(Saved entries)

^^^^

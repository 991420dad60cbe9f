/// Post Service Library
///
/// Social feed backend for Pinwall: posts with likes, saves and comments,
/// a follower feed and notifications, behind a JSON REST API.
///
/// # Modules
///
/// - `handlers`: HTTP request handlers and route table
/// - `models`: Users, posts, follows, notifications and pagination
/// - `services`: Business logic layer
/// - `db`: Repository traits with PostgreSQL and in-memory backends
/// - `cache`: Optional Redis post cache
/// - `middleware`: Authentication, ownership checks and request metrics
/// - `error`: Error types and handling
/// - `config`: Configuration management
/// - `metrics`: Prometheus collectors
/// - `state`: Shared application state
pub mod cache;
pub mod config;
pub mod db;
pub mod error;
pub mod handlers;
pub mod metrics;
pub mod middleware;
pub mod models;
pub mod services;
pub mod state;

pub use config::Config;
pub use error::{AppError, Result};
pub use state::AppState;
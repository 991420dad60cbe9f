use actix_cors::Cors;
use actix_web::{web, App, HttpServer};
use crypto_core::jwt;
use post_service::cache::PostCache;
use post_service::config::StorageBackend;
use post_service::db::MIGRATOR;
use post_service::{handlers, AppState, Config};
use sqlx::postgres::PgPoolOptions;
use std::io;
use std::time::Duration;
use tracing_subscriber::{layer::SubscriberExt, util::SubscriberInitExt};

fn init_tracing() {
    let filter = tracing_subscriber::EnvFilter::try_from_default_env()
        .unwrap_or_else(|_| "info,actix_web=info,sqlx=warn".into());

    let json = std::env::var("LOG_FORMAT")
        .map(|v| v.eq_ignore_ascii_case("json"))
        .unwrap_or(false);

    if json {
        tracing_subscriber::registry()
            .with(filter)
            .with(tracing_subscriber::fmt::layer().json())
            .init();
    } else {
        tracing_subscriber::registry()
            .with(filter)
            .with(tracing_subscriber::fmt::layer())
            .init();
    }
}

fn init_jwt() -> io::Result<()> {
    let private_key = std::env::var("JWT_PRIVATE_KEY_PEM").ok();
    let public_key = std::env::var("JWT_PUBLIC_KEY_PEM").ok();

    let result = match (private_key, public_key) {
        (Some(private_key), Some(public_key)) => {
            jwt::initialize_jwt_keys(&private_key, &public_key)
        }
        (None, Some(public_key)) => {
            tracing::warn!("JWT_PRIVATE_KEY_PEM not set; register and login will fail");
            jwt::initialize_jwt_validation_only(&public_key)
        }
        _ => {
            return Err(io::Error::new(
                io::ErrorKind::Other,
                "JWT_PUBLIC_KEY_PEM must be set",
            ))
        }
    };

    result.map_err(|err| {
        io::Error::new(
            io::ErrorKind::Other,
            format!("Failed to initialize JWT keys: {err}"),
        )
    })
}

async fn build_state(config: &Config) -> io::Result<AppState> {
    let state = match config.storage.backend {
        StorageBackend::Memory => {
            tracing::warn!("Using in-memory storage; data is lost on restart");
            AppState::in_memory(&config.media.upload_dir)
        }
        StorageBackend::Postgres => {
            let pool = PgPoolOptions::new()
                .max_connections(config.database.max_connections)
                .min_connections(config.database.min_connections)
                .acquire_timeout(Duration::from_secs(10))
                .connect(&config.database.url)
                .await
                .map_err(|e| {
                    io::Error::new(
                        io::ErrorKind::Other,
                        format!("Failed to connect to database: {e}"),
                    )
                })?;
            tracing::info!("Connected to PostgreSQL");

            MIGRATOR.run(&pool).await.map_err(|e| {
                io::Error::new(io::ErrorKind::Other, format!("Migrations failed: {e}"))
            })?;
            tracing::info!("Database migrations applied");

            AppState::postgres(pool, &config.media.upload_dir)
        }
    };

    let state = match &config.cache {
        Some(cache_cfg) => match PostCache::connect(&cache_cfg.url, cache_cfg.post_ttl_secs).await {
            Ok(cache) => {
                tracing::info!("Post cache enabled (ttl {}s)", cache_cfg.post_ttl_secs);
                state.with_cache(cache)
            }
            Err(e) => {
                tracing::warn!("Redis unavailable, continuing without post cache: {}", e);
                state
            }
        },
        None => state,
    };

    tokio::fs::create_dir_all(&config.media.upload_dir).await?;
    Ok(state)
}

async fn shutdown_signal() {
    #[cfg(unix)]
    {
        use tokio::signal::unix::{signal, SignalKind};

        match signal(SignalKind::terminate()) {
            Ok(mut terminate) => {
                tokio::select! {
                    _ = tokio::signal::ctrl_c() => {},
                    _ = terminate.recv() => {},
                }
            }
            Err(err) => {
                tracing::warn!("Failed to install SIGTERM handler: {}", err);
                let _ = tokio::signal::ctrl_c().await;
            }
        }
    }

    #[cfg(not(unix))]
    {
        let _ = tokio::signal::ctrl_c().await;
    }
}

/// Post Service
///
/// REST backend for posts, likes, saves, comments, the follower feed and
/// notifications.
///
/// # Routes
///
/// - `/api/users/*` - Register, login, profiles
/// - `/api/posts/*` - Posts, images, likes, saves, comments, feed
/// - `/api/followers/*` - Follow toggles and follow lists
/// - `/api/notifications/*` - Notification inbox
/// - `/api/health*`, `/metrics` - Probes and Prometheus metrics
#[actix_web::main]
async fn main() -> io::Result<()> {
    // Container healthcheck via CLI subcommand: `post-service healthcheck`
    {
        let mut args = std::env::args();
        let _bin = args.next();
        if let Some(cmd) = args.next() {
            if cmd == "healthcheck" {
                let port = std::env::var("POST_SERVICE_PORT").unwrap_or_else(|_| "8080".into());
                let url = format!("http://127.0.0.1:{}/api/health", port);
                match reqwest::Client::new().get(&url).send().await {
                    Ok(resp) if resp.status().is_success() => return Ok(()),
                    Ok(resp) => {
                        eprintln!("healthcheck HTTP status: {}", resp.status());
                        return Err(io::Error::new(io::ErrorKind::Other, "healthcheck failed"));
                    }
                    Err(e) => {
                        eprintln!("healthcheck HTTP error: {}", e);
                        return Err(io::Error::new(io::ErrorKind::Other, "healthcheck error"));
                    }
                }
            }
        }
    }

    let _ = dotenvy::dotenv();
    init_tracing();

    let config = match Config::from_env() {
        Ok(cfg) => cfg,
        Err(e) => {
            tracing::error!("Configuration loading failed: {}", e);
            eprintln!("ERROR: Failed to load configuration: {}", e);
            std::process::exit(1);
        }
    };

    tracing::info!("Starting post-service v{}", env!("CARGO_PKG_VERSION"));
    tracing::info!("Environment: {}", config.app.env);

    init_jwt()?;

    let state = web::Data::new(build_state(&config).await?);
    let bind_address = config.bind_address();
    let allowed_origins = config.cors.allowed_origins.clone();

    tracing::info!("Starting HTTP server at {}", bind_address);

    let server = HttpServer::new(move || {
        let mut cors = Cors::default();
        for origin in allowed_origins.split(',') {
            let origin = origin.trim();
            if origin == "*" {
                cors = cors.allow_any_origin();
            } else if !origin.is_empty() {
                cors = cors.allowed_origin(origin);
            }
        }
        cors = cors.allow_any_method().allow_any_header().max_age(3600);

        App::new()
            .app_data(state.clone())
            .wrap(cors)
            .wrap(tracing_actix_web::TracingLogger::default())
            .configure(handlers::configure)
    })
    .bind(&bind_address)?
    .shutdown_timeout(30)
    .run();

    let handle = server.handle();
    tokio::spawn(async move {
        shutdown_signal().await;
        tracing::info!("Shutdown signal received, stopping HTTP server");
        handle.stop(true).await;
    });

    server.await?;
    tracing::info!("post-service stopped");
    Ok(())
}
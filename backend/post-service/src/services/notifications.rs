/// Notification service - records like/comment/follow notifications and
/// serves them back to their recipient
use std::sync::Arc;
use uuid::Uuid;

use crate::db::NotificationRepository;
use crate::error::{AppError, Result};
use crate::metrics::NOTIFICATIONS_TOTAL;
use crate::models::{NewNotification, Notification, NotificationKind, Page, Pagination};

#[derive(Clone)]
pub struct NotificationService {
    repo: Arc<dyn NotificationRepository>,
}

impl NotificationService {
    pub fn new(repo: Arc<dyn NotificationRepository>) -> Self {
        Self { repo }
    }

    /// Record a notification for `recipient_id`.
    ///
    /// Never fails: actions on one's own content are skipped and store
    /// errors are logged, so the action that triggered it always succeeds.
    pub async fn notify(
        &self,
        recipient_id: Uuid,
        sender_id: Uuid,
        kind: NotificationKind,
        post_id: Option<Uuid>,
    ) {
        if recipient_id == sender_id {
            NOTIFICATIONS_TOTAL
                .with_label_values(&[kind.as_str(), "skipped"])
                .inc();
            return;
        }

        let new = NewNotification {
            recipient_id,
            sender_id,
            kind,
            post_id,
        };

        match self.repo.create_notification(new).await {
            Ok(notification) => {
                NOTIFICATIONS_TOTAL
                    .with_label_values(&[kind.as_str(), "created"])
                    .inc();
                tracing::debug!(
                    notification_id = %notification.id,
                    %recipient_id,
                    %kind,
                    "notification created"
                );
            }
            Err(err) => {
                NOTIFICATIONS_TOTAL
                    .with_label_values(&[kind.as_str(), "error"])
                    .inc();
                tracing::warn!(
                    %recipient_id,
                    %sender_id,
                    %kind,
                    "failed to create notification: {}",
                    err
                );
            }
        }
    }

    /// A page of the caller's notifications (newest first) and their unread count
    pub async fn list(
        &self,
        recipient_id: Uuid,
        pagination: Pagination,
    ) -> Result<(Page<Notification>, i64)> {
        let (items, total) = self
            .repo
            .list_notifications(recipient_id, pagination.limit, pagination.offset())
            .await?;
        let unread = self.repo.unread_count(recipient_id).await?;

        Ok((Page::new(items, pagination, total), unread))
    }

    pub async fn mark_read(
        &self,
        notification_id: Uuid,
        recipient_id: Uuid,
    ) -> Result<Notification> {
        self.repo
            .mark_read(notification_id, recipient_id)
            .await?
            .ok_or_else(|| AppError::NotFound("Notification not found".to_string()))
    }

    pub async fn mark_all_read(&self, recipient_id: Uuid) -> Result<u64> {
        self.repo.mark_all_read(recipient_id).await
    }

    pub async fn delete(&self, notification_id: Uuid, recipient_id: Uuid) -> Result<()> {
        if self
            .repo
            .delete_notification(notification_id, recipient_id)
            .await?
        {
            Ok(())
        } else {
            Err(AppError::NotFound("Notification not found".to_string()))
        }
    }
}

#[cfg(test)]
mod tests {
    use super::*;
    use crate::db::MemoryStore;

    #[tokio::test]
    async fn test_self_notification_is_skipped() {
        let store = Arc::new(MemoryStore::new());
        let service = NotificationService::new(store.clone());
        let user = Uuid::new_v4();

        service
            .notify(user, user, NotificationKind::Like, Some(Uuid::new_v4()))
            .await;

        assert_eq!(store.unread_count(user).await.unwrap(), 0);
    }

    #[tokio::test]
    async fn test_list_reports_unread() {
        let store = Arc::new(MemoryStore::new());
        let service = NotificationService::new(store);
        let (alice, bob) = (Uuid::new_v4(), Uuid::new_v4());

        service.notify(alice, bob, NotificationKind::Follow, None).await;
        service
            .notify(alice, bob, NotificationKind::Like, Some(Uuid::new_v4()))
            .await;

        let (page, unread) = service.list(alice, Pagination::default()).await.unwrap();
        assert_eq!(page.total, 2);
        assert_eq!(unread, 2);
        assert_eq!(page.items[0].kind, NotificationKind::Like);

        service.mark_read(page.items[0].id, alice).await.unwrap();
        let (_, unread) = service.list(alice, Pagination::default()).await.unwrap();
        assert_eq!(unread, 1);

        assert!(matches!(
            service.delete(page.items[1].id, bob).await,
            Err(AppError::NotFound(_))
        ));
    }
}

^^^^

Activity => Looking at the entries above, can you reproduce exactly the lines from the one that holds "notifications and pagination" through the one that holds "use post_service::cache::PostCache;", and only those?

Exercise answer =>
/// - `models`: Users, posts, follows, notifications and pagination
/// - `services`: Business logic layer
/// - `db`: Repository traits with PostgreSQL and in-memory backends
/// - `cache`: Optional Redis post cache
/// - `middleware`: Authentication, ownership checks and request metrics
/// - `error`: Error types and handling
/// - `config`: Configuration management
/// - `metrics`: Prometheus collectors
/// - `state`: Shared application state
pub mod cache;
pub mod config;
pub mod db;
pub mod error;
pub mod handlers;
pub mod metrics;
pub mod middleware;
pub mod models;
pub mod services;
pub mod state;

pub use config::Config;
pub use error::{AppError, Result};
pub use state::AppState;
repository 991420dad60cbe9f
use actix_cors::Cors;
use actix_web::{web, App, HttpServer};
use crypto_core::jwt;
use post_service::cache::PostCache;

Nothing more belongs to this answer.